This is the study on causes and remedies of hearing disturbance in chinese medical journals(1991-1993). The results were as follows. 1. The causes of sudden deafness(突發性耳聾) were usually fire in the liver(肝火).phlegmatic fire(痰火), deficiency of the vital function and essence of the kidney(腎虛), blood stasis or sludge due to stagnation of vital energy stagnation(氣滯血瘀). Remove endogenous heat or fire method(淸瀉火熱法). circulation of phlegm and dampness(運化痰濕). using tonics to cure disease due to deficiency of vital essence of both the liver and the kidney(滋補肝腎) were used for each treatment. 2.The causes of menieres disease were usually mental disturbance due to phlegmatit fire(痰化上搖). dampness-phlegm long standing(痰濕內停), water-dampness retention(水濕停滯), Method of remove heat and circulation phlegm(淸熱化痰法), method of remove water and dampness(利水渗濕法), invigorate function of the spleen and circulation of dampness method(健脾化濕法) were used for each treatment. 3. The causes of toxico-deafness(中毒性 耳聾) were usually heart, liver and kidney functional weakness(心肝腎虛), vital essence and blood weakness(氣血虛弱).

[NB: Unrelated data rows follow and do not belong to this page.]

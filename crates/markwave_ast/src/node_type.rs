//! Node tags.
//!
//! Group nodes carry a [`Modifier`], inserter nodes carry an [`Inserter`].

use std::fmt;

use serde::{Deserialize, Serialize};

/// Style tag of a group node.
///
/// `None` is the transparent tag used for top-level concatenation. Every
/// other variant names a style applied to the group's children.
#[derive(Debug, Clone, Copy, PartialEq, Eq, Hash, Serialize, Deserialize)]
#[serde(rename_all = "kebab-case")]
pub enum Modifier {
    None,
    Italic,
    Bold,
    Underline,
    FontVariant,
    Primary,
    Secondary,
    Warn,
    Positive,
    Negative,
}

impl Modifier {
    /// All modifiers, transparent one first.
    pub const ALL: [Modifier; 10] = [
        Modifier::None,
        Modifier::Italic,
        Modifier::Bold,
        Modifier::Underline,
        Modifier::FontVariant,
        Modifier::Primary,
        Modifier::Secondary,
        Modifier::Warn,
        Modifier::Positive,
        Modifier::Negative,
    ];

    /// Returns true for the `none` tag, whose group contributes no styling.
    #[inline]
    pub const fn is_transparent(self) -> bool {
        matches!(self, Modifier::None)
    }

    /// Returns the kebab-case name of this modifier.
    pub const fn as_str(self) -> &'static str {
        match self {
            Modifier::None => "none",
            Modifier::Italic => "italic",
            Modifier::Bold => "bold",
            Modifier::Underline => "underline",
            Modifier::FontVariant => "font-variant",
            Modifier::Primary => "primary",
            Modifier::Secondary => "secondary",
            Modifier::Warn => "warn",
            Modifier::Positive => "positive",
            Modifier::Negative => "negative",
        }
    }
}

impl fmt::Display for Modifier {
    fn fmt(&self, f: &mut fmt::Formatter<'_>) -> fmt::Result {
        f.write_str(self.as_str())
    }
}

/// Tag of an atomic, childless node.
#[derive(Debug, Clone, Copy, PartialEq, Eq, Hash, Serialize, Deserialize)]
#[serde(rename_all = "kebab-case")]
pub enum Inserter {
    BrandMark,
    LineBreak,
}

impl Inserter {
    /// Returns the kebab-case name of this inserter.
    pub const fn as_str(self) -> &'static str {
        match self {
            Inserter::BrandMark => "brand-mark",
            Inserter::LineBreak => "line-break",
        }
    }
}

impl fmt::Display for Inserter {
    fn fmt(&self, f: &mut fmt::Formatter<'_>) -> fmt::Result {
        f.write_str(self.as_str())
    }
}
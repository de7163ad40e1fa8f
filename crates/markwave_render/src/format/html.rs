use markwave_ast::Modifier;

use crate::PresentationUnit;

use super::BRAND_NAME;

/// Renders units as an HTML fragment.
///
/// Italic, bold and underline map to `<i>`, `<b>` and `<u>`. Every other
/// style becomes a `<span>` whose class is the modifier name.
pub fn to_html(units: &[PresentationUnit]) -> String {
    let mut output = String::new();
    write_units(&mut output, units);
    output
}

fn write_units(output: &mut String, units: &[PresentationUnit]) {
    for unit in units {
        match unit {
            PresentationUnit::Text { value } => escape_into(output, value),
            PresentationUnit::Break => output.push_str("<br>"),
            PresentationUnit::Brand => {
                output.push_str("<span class=\"brand-mark\">");
                output.push_str(BRAND_NAME);
                output.push_str("</span>");
            }
            PresentationUnit::Styled { style, children } => {
                let (open, close) = tags(*style);
                output.push_str(&open);
                write_units(output, children);
                output.push_str(close);
            }
        }
    }
}

fn tags(style: Modifier) -> (String, &'static str) {
    match style {
        Modifier::Italic => ("<i>".to_string(), "</i>"),
        Modifier::Bold => ("<b>".to_string(), "</b>"),
        Modifier::Underline => ("<u>".to_string(), "</u>"),
        other => (format!("<span class=\"{other}\">"), "</span>"),
    }
}

fn escape_into(output: &mut String, text: &str) {
    for c in text.chars() {
        match c {
            '&' => output.push_str("&amp;"),
            '<' => output.push_str("&lt;"),
            '>' => output.push_str("&gt;"),
            '"' => output.push_str("&quot;"),
            '\'' => output.push_str("&#39;"),
            c => output.push(c),
        }
    }
}

#[cfg(test)]
mod tests {
    use super::*;
    use rstest::rstest;

    #[rstest]
    #[case(Modifier::Italic, "<i>x</i>")]
    #[case(Modifier::Bold, "<b>x</b>")]
    #[case(Modifier::Underline, "<u>x</u>")]
    #[case(Modifier::FontVariant, "<span class=\"font-variant\">x</span>")]
    #[case(Modifier::Negative, "<span class=\"negative\">x</span>")]
    fn test_styles(#[case] style: Modifier, #[case] expected: &str) {
        let units = vec![PresentationUnit::styled(style, vec![PresentationUnit::text("x")])];
        assert_eq!(to_html(&units), expected);
    }

    #[test]
    fn test_text_is_escaped() {
        let units = vec![PresentationUnit::text("<a href=\"x\">Tom & Jerry's</a>")];

        assert_eq!(
            to_html(&units),
            "&lt;a href=&quot;x&quot;&gt;Tom &amp; Jerry&#39;s&lt;/a&gt;"
        );
    }

    #[test]
    fn test_atoms() {
        let units = vec![PresentationUnit::Brand, PresentationUnit::Break];

        assert_eq!(
            to_html(&units),
            "<span class=\"brand-mark\">helpwave</span><br>"
        );
    }
}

Remove obstruction in the flow and circulation phlegm(通窮化痰), reinforce vital energy and tonify blood (補氣活血), using tonics to cure disease due to deficiency of vital essence of both the liver and the kidney(滋補肝腎) were used for each treatment. 4. The causes of deafness (耳聾), tinitus(耳鳴) were usually mental disturbance due to wind and heat(風熱上搖). flaming up of excessive heat of the liver(肝火上亢). exhaustion seat of reproductive essence in kidney(腎精虧虛). Remove endogenous heat and disperse wind(淸熱疏風). remove the fire of liver(淸肝瀉火), through nourish kidney check exuberance of yang(滋腎潛陽), nourish kidney yang(補腎陽). replenish vital energy and improve essential substance(益精血), blood activate for treatment of blood stasis(活血化瘀) were used for each treatment. 5. The effects of mainly used drugs were classified into method of water and dampness remove medicine(利水渗濕藥), nourishing liver and kidney medicine(補肝腎藥), improve blood and vital energy activate medicine(活血行氣藥), through nourish yan medicine check exuberance of yang(滋陰潛陽藥).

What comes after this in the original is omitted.